- _Description of the task_
Reproduce the section of the listing that begins at the line containing "pub fn statistics(&self)" and finishes at the line containing "use url::Url;". Include both end lines and nothing beyond them.

──────── Dataset content

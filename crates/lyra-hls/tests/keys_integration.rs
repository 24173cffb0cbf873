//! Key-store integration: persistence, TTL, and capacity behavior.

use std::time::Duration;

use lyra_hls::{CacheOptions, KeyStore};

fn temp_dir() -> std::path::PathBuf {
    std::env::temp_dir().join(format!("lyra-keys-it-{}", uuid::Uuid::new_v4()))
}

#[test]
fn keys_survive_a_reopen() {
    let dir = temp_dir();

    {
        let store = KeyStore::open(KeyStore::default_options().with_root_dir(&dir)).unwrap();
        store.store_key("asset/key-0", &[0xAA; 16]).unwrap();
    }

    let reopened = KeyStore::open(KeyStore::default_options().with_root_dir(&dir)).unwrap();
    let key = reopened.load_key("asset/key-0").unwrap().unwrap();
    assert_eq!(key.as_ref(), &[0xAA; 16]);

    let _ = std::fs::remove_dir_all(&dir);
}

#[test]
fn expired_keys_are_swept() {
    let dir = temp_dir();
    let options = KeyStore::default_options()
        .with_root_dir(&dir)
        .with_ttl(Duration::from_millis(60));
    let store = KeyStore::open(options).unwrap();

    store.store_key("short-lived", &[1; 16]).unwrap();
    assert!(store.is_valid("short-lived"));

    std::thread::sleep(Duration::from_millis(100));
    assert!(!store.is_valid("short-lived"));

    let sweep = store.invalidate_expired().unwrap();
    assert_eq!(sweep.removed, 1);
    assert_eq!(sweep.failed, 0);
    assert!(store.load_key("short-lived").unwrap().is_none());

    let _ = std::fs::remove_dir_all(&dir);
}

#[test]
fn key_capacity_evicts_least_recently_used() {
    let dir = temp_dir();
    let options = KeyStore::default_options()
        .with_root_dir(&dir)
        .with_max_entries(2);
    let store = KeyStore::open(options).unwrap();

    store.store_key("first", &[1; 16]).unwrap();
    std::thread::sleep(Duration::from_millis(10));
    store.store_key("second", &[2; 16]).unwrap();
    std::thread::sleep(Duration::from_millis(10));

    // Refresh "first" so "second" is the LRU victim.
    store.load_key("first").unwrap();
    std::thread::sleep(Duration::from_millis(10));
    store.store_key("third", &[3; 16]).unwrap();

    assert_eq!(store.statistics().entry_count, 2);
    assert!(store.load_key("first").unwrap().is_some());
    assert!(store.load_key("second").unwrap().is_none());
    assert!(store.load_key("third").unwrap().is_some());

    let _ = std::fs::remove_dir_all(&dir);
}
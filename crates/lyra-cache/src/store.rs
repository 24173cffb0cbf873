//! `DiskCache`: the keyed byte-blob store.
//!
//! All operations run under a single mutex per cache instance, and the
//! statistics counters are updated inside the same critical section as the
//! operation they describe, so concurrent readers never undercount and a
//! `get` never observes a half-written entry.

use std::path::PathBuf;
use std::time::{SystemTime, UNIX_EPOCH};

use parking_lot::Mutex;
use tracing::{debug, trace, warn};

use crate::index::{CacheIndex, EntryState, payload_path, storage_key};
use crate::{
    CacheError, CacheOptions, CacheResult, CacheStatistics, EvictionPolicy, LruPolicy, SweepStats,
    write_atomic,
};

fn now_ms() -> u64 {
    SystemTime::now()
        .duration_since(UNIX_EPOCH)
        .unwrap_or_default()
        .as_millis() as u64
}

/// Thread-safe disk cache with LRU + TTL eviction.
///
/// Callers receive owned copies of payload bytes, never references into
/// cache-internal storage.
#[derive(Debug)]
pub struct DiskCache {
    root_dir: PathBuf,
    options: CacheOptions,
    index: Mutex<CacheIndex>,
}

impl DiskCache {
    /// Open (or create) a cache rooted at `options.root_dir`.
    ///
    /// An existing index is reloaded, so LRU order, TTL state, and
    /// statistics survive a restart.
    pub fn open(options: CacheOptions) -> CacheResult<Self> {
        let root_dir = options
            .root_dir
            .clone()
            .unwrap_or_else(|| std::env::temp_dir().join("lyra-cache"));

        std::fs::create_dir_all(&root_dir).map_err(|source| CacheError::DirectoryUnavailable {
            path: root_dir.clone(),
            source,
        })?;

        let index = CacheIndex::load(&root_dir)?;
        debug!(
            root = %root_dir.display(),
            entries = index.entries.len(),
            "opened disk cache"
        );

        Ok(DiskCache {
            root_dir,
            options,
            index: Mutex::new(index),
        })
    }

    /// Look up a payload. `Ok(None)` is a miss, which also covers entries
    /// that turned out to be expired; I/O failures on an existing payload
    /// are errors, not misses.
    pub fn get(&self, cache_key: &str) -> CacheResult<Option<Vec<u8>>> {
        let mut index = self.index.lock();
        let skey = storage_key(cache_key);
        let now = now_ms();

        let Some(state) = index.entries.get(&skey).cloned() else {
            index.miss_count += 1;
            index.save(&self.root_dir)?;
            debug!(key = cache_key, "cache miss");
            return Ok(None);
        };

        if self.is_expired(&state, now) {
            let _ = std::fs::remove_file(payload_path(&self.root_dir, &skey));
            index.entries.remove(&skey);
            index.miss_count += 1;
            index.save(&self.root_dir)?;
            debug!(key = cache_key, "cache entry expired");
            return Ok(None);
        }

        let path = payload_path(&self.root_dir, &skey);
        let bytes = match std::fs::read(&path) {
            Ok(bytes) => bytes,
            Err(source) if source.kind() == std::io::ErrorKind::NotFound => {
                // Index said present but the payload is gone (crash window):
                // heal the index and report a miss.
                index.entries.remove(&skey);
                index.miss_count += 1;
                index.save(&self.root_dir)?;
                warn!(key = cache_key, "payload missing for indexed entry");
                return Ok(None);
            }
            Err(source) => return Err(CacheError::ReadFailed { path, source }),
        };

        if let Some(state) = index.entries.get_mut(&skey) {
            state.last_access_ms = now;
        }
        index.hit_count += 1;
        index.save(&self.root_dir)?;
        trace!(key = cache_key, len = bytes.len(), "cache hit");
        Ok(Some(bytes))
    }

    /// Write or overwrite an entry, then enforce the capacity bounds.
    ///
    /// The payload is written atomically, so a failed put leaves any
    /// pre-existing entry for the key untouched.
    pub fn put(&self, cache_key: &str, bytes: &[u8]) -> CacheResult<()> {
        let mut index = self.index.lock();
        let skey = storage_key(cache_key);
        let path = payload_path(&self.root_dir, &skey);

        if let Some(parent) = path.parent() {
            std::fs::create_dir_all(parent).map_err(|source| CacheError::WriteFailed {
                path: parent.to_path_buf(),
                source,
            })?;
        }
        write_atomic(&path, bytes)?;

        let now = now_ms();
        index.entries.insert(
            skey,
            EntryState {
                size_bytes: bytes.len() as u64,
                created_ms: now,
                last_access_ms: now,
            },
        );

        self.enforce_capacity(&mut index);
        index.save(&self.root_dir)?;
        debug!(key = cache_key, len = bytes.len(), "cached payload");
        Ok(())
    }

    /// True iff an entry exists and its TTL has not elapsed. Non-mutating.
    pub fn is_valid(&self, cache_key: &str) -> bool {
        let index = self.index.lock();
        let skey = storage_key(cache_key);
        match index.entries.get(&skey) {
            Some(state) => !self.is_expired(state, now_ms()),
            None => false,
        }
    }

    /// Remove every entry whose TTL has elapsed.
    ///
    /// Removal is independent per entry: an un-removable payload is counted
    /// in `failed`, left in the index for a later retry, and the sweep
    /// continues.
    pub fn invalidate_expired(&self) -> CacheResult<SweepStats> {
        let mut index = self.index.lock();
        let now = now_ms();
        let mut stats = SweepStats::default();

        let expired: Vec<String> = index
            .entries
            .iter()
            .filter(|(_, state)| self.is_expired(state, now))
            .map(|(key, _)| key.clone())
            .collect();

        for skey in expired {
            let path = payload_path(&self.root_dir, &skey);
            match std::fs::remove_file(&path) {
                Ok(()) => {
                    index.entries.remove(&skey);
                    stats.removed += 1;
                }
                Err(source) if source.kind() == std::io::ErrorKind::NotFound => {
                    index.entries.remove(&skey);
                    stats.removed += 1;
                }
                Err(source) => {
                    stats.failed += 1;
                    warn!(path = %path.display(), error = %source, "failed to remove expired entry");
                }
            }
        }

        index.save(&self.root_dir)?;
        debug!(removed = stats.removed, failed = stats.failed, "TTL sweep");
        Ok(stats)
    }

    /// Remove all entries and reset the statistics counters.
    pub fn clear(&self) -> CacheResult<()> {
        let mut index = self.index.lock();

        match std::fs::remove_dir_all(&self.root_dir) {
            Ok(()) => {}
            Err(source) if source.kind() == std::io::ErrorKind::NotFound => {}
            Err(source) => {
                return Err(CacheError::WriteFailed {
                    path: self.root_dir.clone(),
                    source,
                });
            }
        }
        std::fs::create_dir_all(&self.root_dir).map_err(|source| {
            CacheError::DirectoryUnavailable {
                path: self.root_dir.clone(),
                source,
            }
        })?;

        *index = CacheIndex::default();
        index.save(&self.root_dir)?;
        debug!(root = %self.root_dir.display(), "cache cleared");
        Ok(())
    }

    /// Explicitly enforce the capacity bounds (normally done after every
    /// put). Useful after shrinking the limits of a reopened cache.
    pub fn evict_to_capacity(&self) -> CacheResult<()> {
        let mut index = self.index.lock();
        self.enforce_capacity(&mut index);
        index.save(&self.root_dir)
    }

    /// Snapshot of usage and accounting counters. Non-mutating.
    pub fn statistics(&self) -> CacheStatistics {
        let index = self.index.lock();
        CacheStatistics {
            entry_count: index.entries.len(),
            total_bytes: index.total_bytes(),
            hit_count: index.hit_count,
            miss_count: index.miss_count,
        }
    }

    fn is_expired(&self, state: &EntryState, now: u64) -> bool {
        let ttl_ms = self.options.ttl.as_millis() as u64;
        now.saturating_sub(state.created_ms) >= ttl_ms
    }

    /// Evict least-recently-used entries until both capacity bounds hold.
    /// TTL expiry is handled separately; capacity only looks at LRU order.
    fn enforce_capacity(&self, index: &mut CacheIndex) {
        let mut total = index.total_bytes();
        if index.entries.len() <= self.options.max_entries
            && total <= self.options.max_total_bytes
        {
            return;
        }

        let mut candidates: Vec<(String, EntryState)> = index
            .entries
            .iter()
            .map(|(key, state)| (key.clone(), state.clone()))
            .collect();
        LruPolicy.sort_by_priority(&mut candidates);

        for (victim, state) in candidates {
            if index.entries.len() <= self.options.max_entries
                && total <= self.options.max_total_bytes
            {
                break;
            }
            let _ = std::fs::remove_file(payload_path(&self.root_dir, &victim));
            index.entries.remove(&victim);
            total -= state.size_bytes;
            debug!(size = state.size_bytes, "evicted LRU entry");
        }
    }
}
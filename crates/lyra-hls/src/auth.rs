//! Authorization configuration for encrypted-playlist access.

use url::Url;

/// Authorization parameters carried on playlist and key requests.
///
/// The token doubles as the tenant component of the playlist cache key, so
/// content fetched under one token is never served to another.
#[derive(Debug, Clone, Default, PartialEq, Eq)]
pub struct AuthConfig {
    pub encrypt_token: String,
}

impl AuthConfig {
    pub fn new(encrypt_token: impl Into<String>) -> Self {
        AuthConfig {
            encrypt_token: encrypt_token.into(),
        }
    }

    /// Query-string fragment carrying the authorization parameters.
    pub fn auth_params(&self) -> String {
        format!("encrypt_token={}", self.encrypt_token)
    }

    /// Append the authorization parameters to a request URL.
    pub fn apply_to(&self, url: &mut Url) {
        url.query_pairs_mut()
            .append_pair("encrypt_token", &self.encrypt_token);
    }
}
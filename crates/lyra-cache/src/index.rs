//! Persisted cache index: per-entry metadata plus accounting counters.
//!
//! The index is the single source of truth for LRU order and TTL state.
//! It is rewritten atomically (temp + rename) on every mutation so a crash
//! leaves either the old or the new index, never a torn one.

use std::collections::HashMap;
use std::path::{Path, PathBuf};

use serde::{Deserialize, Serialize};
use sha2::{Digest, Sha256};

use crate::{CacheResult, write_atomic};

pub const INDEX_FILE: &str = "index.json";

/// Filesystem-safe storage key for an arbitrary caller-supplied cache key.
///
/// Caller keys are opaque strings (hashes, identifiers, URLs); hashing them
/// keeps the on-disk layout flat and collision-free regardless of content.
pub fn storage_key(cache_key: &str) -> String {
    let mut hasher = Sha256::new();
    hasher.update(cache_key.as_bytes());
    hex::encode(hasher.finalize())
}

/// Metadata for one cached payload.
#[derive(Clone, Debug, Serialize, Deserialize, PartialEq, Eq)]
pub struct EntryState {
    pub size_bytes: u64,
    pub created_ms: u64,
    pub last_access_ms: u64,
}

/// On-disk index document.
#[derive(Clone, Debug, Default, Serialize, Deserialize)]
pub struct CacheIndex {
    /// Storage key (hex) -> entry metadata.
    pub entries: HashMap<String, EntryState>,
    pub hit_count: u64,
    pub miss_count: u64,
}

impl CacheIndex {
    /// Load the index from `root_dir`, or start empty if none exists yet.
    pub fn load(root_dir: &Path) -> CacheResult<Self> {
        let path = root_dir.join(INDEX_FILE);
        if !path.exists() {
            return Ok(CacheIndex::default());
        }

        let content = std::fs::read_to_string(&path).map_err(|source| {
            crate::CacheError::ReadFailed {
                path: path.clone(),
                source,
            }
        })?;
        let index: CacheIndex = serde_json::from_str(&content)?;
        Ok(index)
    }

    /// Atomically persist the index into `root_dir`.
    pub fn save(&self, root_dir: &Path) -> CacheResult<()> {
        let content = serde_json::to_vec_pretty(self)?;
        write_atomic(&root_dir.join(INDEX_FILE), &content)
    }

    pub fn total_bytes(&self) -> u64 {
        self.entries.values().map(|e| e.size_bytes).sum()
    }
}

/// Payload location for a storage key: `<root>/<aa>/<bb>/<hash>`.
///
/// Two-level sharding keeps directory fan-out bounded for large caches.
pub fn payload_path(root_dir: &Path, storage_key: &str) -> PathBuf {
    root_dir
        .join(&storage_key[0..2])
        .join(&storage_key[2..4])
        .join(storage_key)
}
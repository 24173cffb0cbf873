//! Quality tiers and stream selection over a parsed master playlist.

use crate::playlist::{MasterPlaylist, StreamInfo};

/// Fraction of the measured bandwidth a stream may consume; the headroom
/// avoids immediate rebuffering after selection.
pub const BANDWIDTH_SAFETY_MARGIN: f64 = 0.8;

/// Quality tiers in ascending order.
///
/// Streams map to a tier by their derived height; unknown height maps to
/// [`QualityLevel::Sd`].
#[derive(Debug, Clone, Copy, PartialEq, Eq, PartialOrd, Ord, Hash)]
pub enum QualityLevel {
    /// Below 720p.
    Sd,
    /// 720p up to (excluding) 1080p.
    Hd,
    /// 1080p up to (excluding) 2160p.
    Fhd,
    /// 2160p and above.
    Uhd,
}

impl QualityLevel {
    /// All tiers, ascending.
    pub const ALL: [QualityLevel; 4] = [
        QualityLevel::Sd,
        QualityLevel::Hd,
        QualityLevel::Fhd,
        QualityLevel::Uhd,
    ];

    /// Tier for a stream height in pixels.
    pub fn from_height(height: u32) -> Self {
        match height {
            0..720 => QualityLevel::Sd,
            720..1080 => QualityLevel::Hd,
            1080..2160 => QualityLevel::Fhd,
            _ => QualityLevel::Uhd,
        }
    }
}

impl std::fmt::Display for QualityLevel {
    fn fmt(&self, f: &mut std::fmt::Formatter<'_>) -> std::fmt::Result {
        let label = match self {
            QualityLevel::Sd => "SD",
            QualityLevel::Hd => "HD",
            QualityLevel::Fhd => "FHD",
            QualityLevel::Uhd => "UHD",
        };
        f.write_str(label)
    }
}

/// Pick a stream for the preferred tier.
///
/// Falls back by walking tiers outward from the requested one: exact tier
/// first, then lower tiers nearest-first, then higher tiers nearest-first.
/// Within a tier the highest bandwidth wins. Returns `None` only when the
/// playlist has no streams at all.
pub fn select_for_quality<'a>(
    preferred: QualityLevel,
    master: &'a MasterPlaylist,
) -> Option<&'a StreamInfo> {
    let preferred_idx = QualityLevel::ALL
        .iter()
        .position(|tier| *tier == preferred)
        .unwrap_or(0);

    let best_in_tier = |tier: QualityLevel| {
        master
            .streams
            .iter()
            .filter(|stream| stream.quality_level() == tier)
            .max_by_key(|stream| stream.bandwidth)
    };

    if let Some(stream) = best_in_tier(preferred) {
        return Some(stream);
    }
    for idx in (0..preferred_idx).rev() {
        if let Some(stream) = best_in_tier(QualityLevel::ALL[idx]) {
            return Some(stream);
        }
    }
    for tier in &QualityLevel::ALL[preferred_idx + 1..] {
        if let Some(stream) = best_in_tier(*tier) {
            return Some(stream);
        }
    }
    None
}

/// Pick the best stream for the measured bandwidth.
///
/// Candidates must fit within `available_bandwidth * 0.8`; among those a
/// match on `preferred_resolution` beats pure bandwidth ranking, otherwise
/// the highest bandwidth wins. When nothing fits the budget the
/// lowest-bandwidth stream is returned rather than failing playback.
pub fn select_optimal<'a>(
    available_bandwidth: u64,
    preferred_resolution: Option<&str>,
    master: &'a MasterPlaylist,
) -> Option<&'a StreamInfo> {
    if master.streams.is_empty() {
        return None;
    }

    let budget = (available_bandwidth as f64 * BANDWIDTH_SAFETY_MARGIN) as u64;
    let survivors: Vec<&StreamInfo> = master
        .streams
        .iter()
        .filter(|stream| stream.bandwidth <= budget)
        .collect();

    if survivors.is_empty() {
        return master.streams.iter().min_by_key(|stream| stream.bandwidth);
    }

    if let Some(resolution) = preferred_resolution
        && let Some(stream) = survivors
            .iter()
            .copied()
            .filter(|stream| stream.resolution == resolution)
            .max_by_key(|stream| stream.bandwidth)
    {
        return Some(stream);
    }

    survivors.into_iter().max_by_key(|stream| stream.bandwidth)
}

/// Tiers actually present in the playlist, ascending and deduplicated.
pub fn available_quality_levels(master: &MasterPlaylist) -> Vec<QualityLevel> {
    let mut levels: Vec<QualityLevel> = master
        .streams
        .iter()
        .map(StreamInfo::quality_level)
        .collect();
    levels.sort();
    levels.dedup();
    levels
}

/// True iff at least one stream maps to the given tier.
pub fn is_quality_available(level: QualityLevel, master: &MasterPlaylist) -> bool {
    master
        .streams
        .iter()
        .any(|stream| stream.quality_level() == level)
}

────────────────

- _Result_
    pub fn statistics(&self) -> CacheStatistics {
        let index = self.index.lock();
        CacheStatistics {
            entry_count: index.entries.len(),
            total_bytes: index.total_bytes(),
            hit_count: index.hit_count,
            miss_count: index.miss_count,
        }
    }

    fn is_expired(&self, state: &EntryState, now: u64) -> bool {
        let ttl_ms = self.options.ttl.as_millis() as u64;
        now.saturating_sub(state.created_ms) >= ttl_ms
    }

    /// Evict least-recently-used entries until both capacity bounds hold.
    /// TTL expiry is handled separately; capacity only looks at LRU order.
    fn enforce_capacity(&self, index: &mut CacheIndex) {
        let mut total = index.total_bytes();
        if index.entries.len() <= self.options.max_entries
            && total <= self.options.max_total_bytes
        {
            return;
        }

        let mut candidates: Vec<(String, EntryState)> = index
            .entries
            .iter()
            .map(|(key, state)| (key.clone(), state.clone()))
            .collect();
        LruPolicy.sort_by_priority(&mut candidates);

        for (victim, state) in candidates {
            if index.entries.len() <= self.options.max_entries
                && total <= self.options.max_total_bytes
            {
                break;
            }
            let _ = std::fs::remove_file(payload_path(&self.root_dir, &victim));
            index.entries.remove(&victim);
            total -= state.size_bytes;
            debug!(size = state.size_bytes, "evicted LRU entry");
        }
    }
}
filename crates/lyra-hls/src/auth.rs
//! Authorization configuration for encrypted-playlist access.

use url::Url;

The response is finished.